- **GOAL OF THE EXERCISE**:
Using the records below, give again exactly the lines from the line that contains "a stream boundary." through the line that contains "use crate::field::Field;", both ends included, and only those.

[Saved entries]
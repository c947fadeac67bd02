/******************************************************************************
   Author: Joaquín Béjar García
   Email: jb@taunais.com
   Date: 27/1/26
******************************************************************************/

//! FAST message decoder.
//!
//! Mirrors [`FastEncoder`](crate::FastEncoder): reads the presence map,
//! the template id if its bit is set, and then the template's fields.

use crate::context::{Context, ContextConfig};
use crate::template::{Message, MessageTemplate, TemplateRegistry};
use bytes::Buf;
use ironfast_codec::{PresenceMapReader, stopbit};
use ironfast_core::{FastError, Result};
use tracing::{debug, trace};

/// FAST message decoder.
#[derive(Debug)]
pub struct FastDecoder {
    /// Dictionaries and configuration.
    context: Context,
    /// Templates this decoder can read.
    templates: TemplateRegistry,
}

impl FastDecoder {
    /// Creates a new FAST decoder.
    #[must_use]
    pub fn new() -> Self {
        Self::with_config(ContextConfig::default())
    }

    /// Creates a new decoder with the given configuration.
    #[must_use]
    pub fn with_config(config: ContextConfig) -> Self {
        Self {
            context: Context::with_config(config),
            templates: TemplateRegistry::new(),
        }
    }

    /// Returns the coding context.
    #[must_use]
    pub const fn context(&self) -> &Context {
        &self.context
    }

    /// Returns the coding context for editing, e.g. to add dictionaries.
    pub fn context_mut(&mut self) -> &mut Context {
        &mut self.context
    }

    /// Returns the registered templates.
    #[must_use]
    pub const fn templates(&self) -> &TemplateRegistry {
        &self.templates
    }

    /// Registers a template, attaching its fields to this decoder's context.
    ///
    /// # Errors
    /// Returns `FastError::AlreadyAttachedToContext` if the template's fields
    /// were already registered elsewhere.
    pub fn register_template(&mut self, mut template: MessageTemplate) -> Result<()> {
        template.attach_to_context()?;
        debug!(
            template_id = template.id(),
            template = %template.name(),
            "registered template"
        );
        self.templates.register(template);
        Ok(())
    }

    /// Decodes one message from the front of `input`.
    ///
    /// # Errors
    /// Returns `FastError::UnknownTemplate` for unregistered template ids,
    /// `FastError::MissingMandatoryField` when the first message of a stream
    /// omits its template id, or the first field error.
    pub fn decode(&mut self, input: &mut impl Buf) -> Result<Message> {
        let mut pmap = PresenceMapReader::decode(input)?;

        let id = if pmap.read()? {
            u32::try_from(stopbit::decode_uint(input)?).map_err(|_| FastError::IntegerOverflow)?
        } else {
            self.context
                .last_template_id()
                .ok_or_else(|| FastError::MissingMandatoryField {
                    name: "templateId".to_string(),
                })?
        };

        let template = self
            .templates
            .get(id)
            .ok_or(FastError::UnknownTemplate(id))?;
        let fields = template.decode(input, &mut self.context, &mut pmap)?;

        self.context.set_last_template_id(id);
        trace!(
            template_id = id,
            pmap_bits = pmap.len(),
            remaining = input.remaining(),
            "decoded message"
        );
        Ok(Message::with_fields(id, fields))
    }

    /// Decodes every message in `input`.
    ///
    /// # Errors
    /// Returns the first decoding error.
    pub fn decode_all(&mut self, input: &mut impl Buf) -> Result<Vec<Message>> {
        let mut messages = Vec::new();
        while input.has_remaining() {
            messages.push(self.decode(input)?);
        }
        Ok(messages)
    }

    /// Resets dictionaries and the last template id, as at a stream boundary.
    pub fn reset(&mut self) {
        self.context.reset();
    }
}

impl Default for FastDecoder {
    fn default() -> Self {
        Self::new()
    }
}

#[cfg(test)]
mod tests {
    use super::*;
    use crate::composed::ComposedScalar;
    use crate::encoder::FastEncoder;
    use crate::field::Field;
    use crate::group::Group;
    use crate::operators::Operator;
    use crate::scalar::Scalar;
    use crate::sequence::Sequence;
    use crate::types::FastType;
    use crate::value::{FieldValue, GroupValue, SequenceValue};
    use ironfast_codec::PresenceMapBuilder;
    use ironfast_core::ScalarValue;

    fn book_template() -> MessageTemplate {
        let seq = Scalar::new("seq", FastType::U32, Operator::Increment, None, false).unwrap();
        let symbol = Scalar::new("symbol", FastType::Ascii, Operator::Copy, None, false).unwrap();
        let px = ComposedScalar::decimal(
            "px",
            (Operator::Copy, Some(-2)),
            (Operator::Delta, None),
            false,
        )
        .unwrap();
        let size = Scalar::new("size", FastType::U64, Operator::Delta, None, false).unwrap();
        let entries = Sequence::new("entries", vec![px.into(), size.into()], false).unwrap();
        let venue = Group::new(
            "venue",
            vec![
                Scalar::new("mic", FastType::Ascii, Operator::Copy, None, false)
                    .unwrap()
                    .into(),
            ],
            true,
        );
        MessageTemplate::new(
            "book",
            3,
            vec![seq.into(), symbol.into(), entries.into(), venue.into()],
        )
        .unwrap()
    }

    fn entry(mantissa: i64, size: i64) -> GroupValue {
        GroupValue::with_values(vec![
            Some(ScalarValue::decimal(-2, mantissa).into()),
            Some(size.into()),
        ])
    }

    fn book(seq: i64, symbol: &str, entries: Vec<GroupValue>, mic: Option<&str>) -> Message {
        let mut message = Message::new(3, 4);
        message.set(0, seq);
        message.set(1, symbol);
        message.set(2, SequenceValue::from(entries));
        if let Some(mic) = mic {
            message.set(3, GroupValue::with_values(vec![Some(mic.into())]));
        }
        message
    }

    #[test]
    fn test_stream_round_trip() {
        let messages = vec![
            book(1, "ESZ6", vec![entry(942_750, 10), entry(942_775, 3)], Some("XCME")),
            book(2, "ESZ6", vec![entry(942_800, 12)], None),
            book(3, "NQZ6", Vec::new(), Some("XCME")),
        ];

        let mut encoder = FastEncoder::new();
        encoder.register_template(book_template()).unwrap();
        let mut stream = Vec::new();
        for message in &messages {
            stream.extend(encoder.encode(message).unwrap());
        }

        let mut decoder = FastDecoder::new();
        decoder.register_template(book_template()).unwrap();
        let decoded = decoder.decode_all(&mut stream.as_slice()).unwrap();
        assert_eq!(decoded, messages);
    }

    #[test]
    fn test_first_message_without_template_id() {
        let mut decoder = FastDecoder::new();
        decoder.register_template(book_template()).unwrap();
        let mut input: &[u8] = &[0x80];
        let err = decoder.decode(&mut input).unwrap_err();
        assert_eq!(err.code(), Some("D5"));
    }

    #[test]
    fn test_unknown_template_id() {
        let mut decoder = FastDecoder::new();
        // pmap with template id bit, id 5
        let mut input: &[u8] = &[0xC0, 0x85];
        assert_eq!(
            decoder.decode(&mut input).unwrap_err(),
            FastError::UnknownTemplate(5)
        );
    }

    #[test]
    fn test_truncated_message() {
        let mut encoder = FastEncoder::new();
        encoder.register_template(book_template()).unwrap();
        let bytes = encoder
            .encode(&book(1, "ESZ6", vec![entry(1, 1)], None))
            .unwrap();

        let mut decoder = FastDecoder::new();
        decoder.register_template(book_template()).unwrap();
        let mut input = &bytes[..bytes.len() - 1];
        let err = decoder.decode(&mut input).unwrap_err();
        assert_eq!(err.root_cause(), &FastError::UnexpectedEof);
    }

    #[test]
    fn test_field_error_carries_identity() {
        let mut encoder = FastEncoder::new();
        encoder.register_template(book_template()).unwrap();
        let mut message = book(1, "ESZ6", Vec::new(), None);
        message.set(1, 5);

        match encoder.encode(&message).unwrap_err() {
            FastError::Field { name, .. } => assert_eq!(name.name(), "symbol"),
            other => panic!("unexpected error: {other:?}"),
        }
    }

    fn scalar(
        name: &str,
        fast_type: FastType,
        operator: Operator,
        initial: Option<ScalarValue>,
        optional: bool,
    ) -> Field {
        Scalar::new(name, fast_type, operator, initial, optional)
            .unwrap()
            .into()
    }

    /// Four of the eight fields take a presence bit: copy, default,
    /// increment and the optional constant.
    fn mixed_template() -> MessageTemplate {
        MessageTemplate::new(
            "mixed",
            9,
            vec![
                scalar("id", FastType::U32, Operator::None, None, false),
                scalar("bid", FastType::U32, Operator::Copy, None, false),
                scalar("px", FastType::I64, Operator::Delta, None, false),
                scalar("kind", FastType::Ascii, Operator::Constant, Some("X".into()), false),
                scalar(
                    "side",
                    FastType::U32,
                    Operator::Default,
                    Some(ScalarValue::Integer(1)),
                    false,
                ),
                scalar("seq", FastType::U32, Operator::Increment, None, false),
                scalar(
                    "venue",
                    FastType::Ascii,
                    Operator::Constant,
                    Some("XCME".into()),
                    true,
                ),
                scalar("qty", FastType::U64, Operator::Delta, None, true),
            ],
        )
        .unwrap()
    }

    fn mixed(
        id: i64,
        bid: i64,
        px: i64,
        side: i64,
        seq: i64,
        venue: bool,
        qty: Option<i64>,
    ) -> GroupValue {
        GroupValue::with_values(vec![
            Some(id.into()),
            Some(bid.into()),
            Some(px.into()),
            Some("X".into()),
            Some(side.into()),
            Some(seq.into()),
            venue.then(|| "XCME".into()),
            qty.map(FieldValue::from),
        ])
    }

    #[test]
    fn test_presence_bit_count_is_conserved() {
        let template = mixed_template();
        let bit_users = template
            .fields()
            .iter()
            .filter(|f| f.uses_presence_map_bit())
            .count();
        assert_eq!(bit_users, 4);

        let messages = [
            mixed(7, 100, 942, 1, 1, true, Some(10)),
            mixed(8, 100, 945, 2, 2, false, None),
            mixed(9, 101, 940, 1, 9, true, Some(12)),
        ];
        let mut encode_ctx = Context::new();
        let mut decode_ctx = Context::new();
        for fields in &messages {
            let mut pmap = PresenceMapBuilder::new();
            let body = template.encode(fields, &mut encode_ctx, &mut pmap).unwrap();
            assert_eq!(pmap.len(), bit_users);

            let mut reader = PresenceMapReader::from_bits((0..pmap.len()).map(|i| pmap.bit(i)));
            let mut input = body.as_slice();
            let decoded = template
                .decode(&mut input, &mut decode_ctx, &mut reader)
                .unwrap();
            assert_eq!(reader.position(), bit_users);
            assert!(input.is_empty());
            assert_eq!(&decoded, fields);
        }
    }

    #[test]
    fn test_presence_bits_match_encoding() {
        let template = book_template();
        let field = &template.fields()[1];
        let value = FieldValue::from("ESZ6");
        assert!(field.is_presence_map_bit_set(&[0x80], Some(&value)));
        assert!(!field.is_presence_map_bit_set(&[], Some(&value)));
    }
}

- **TASK OUTPUT**:
    /// Resets dictionaries and the last template id, as at a stream boundary.
    pub fn reset(&mut self) {
        self.context.reset();
    }
}

impl Default for FastDecoder {
    fn default() -> Self {
        Self::new()
    }
}

#[cfg(test)]
mod tests {
    use super::*;
    use crate::composed::ComposedScalar;
    use crate::encoder::FastEncoder;
    use crate::field::Field;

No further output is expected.